At 85, Eugene “Smitty” Smith still drives an 18-wheel tractor-trailer truck, picking up milk from area farms and delivering to creameries for Clouse Co. in Frederick.

He has been driving for 56 years, and intends to continue as long as he has good health.

“I do it because I like the exercise, and I like to get out and socialize with the farmers,” Smitty said.

Smitty began delivering milk when it was transported in cans. The farmers would fill the cans with milk and he would haul them to the dairy, unload them and bring the cans back the next day.

Today, farmers use pipelines to dump the milk into trucks, and several farmers use robots to milk cows, Smitty said.

The job has taken him to a lot of places, including Wisconsin, North Carolina and Ohio, and he has clocked at least 1 1/2 million miles on the truck he’s driving, Smitty said.

“There’s many a night I haven’t been home,” Smitty said, tearing up as he recalled not seeing his two sons, Rick and Jeff, often enough. They were asleep when he came home late at night and asleep when he left early the next day.

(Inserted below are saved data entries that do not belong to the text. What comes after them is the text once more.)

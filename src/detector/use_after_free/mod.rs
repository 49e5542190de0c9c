//! Use-After-Free Detector
//! Rules:
//! 1. Loads and stores through a pointer that may be released
//! 2. or calls passing such a pointer, deallocators included
//! Direct accesses to a stack slot (`store %x, %slot`, `reset(%slot)`) read
//! or overwrite the slot itself, not the memory its contents point to, and
//! are not uses.

use log::info;
use std::collections::BTreeSet;

use super::DetectorContext;
use crate::ir::{InstId, InstKind, ValueId};

pub struct UseAfterFreeDetector<'a, 'b> {
    cx: &'b DetectorContext<'a>,
}

impl<'a, 'b> UseAfterFreeDetector<'a, 'b> {
    pub fn new(cx: &'b DetectorContext<'a>) -> Self {
        Self { cx }
    }

    pub fn analyze(&self) -> BTreeSet<InstId> {
        let func = self.cx.func;
        let mut flagged = BTreeSet::new();
        for inst in func.inst_ids() {
            if let Some(ptr) = self.dangling_use(inst) {
                info!(
                    "use after free in {}: `{}` uses {} ({})",
                    func.name,
                    func.render(inst),
                    func.value_name(ptr),
                    self.cx.state_before(inst, ptr)
                );
                flagged.insert(inst);
            }
        }
        flagged
    }

    /// First pointer operand of `inst` that may dangle.
    fn dangling_use(&self, inst: InstId) -> Option<ValueId> {
        let func = self.cx.func;
        match &func.inst(inst).kind {
            InstKind::Load { ptr } | InstKind::Store { ptr, .. } => {
                if self.is_stack_slot(*ptr) {
                    None
                } else {
                    Some(*ptr).filter(|p| self.cx.may_dangle(inst, *p))
                }
            }
            InstKind::Call { args, .. } => args
                .iter()
                .copied()
                .filter(|a| func.is_pointer(*a) && !self.is_stack_slot(*a))
                .find(|a| self.cx.may_dangle(inst, *a)),
            _ => None,
        }
    }

    fn is_stack_slot(&self, v: ValueId) -> bool {
        matches!(self.cx.func.defining_kind(v), Some(InstKind::Alloca))
    }
}
//! # cfg
//!
//! Block-level control-flow graph of one Function.
//! Node i of the petgraph graph is BlockId(i); edges come from the block terminators.
//! Built once per function and only read afterwards.

use petgraph::dot::{Config, Dot};
use petgraph::graph::{DiGraph, NodeIndex};
use petgraph::visit::EdgeRef;
use petgraph::Direction;

use crate::ir::{BlockId, Function};

pub struct Cfg {
    pub graph: DiGraph<BlockId, ()>,
}

impl Cfg {
    pub fn new(func: &Function) -> Self {
        let mut graph = DiGraph::with_capacity(func.blocks.len(), func.blocks.len() * 2);
        for bb in func.block_ids() {
            graph.add_node(bb);
        }
        for bb in func.block_ids() {
            for succ in func.block_successors(bb) {
                let (from, to) = (node(bb), node(succ));
                // br %c, %bb, %bb is a single edge
                if graph.find_edge(from, to).is_none() {
                    graph.add_edge(from, to, ());
                }
            }
        }
        Self { graph }
    }

    pub fn predecessors(&self, bb: BlockId) -> Vec<BlockId> {
        self.neighbors(bb, Direction::Incoming)
    }

    pub fn successors(&self, bb: BlockId) -> Vec<BlockId> {
        self.neighbors(bb, Direction::Outgoing)
    }

    fn neighbors(&self, bb: BlockId, dir: Direction) -> Vec<BlockId> {
        let mut blocks: Vec<BlockId> = self
            .graph
            .edges_directed(node(bb), dir)
            .map(|edge| match dir {
                Direction::Incoming => self.graph[edge.source()],
                Direction::Outgoing => self.graph[edge.target()],
            })
            .collect();
        blocks.sort();
        blocks
    }

    /// Graphviz rendering; node labels are block names.
    pub fn dot(&self, func: &Function) -> String {
        let named = self
            .graph
            .map(|_, bb| func.block(*bb).name.clone(), |_, _| "");
        format!("{}", Dot::with_config(&named, &[Config::EdgeNoLabel]))
    }
}

fn node(bb: BlockId) -> NodeIndex {
    NodeIndex::new(bb.index())
}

“I tell you the truth, it’s a rough life hauling milk,” Smitty said. “You leave in the morning, and you never know if you’ll break down.”

Some routes are easier than others. You make eight or 10 stops on some routes, others require only one or two, and it’s in all kinds of weather, he said. Combine that with inconsiderate motorists who cut you off without warning, driving a big truck can be challenging, Smitty said.

“He’s still a better driver than most people I know,” Clouse Co.’s terminal manager Kimberly Young said.

“He’s always had that kind of work ethic, working seven days a week, and he handles that truck just as good today as he did many years.

“But he can be a handful. He’s not afraid to speak his mind.”

Smitty works part-time. He doesn’t wear glasses, except to read the newspaper, he said, and his workmates wonder how he is able to read the small numbers on the milk tank gauges and dipsticks.

“I make a mistake once in a while, but everybody does that,” he said. “I’ve been fortunate that my eyesight is still good, and I just passed a DOT (Department of Transportation) physical.”

The physical is required to drive a truck.

To aspiring truck drivers, Smitty said if you want to spend a lot of time away from home, then delivering milk across state lines is the right job.

“We always say it’s not a job, it’s an adventure,” said Young, who has worked with Smitty for 28 years, starting when she was a teenager.

“Smitty has bailed me out of a lot of jams, coming in on his days off and being asked at the last minute, or when someone calls in sick,” Young said. “I keep trying to get him to adopt me.”

Driving an 18-wheeler in the late 60s, early 70s was enjoyable, when traffic was not like it is today, Smitty said.

He has not had any major accidents, only a couple of fender benders, Smitty said. Driving on the Washington Beltway “gets your nerves riled up. It’s busy all the time, and there’s no slack, and one thing I want to say is, I wish people would stop talking on the telephone and drive,” he said.

“I’ve seen some fellows going down the road working the computer,” Smitty said.

As for unforgettable experiences, “I’d like to forget about a lot of them,” he said.

He recalled the blizzard of 1996 when he was working for W. H. Mercer: “I left one morning and was gone for four days and three nights,” he said.

“My father is an extremely loyal, hard-working, humble man who enjoys immensely having simple conversations with ordinary folks of all types,” Rick said. “Part of his job satisfaction all these years has been his love of animals and the many people he gets to meet and talk to.”

He has been on the road a long time, the driver said.

“I don’t know how much longer I’ll be doing it. It depends on my health, but so far, I’ve had excellent health,” Smitty said.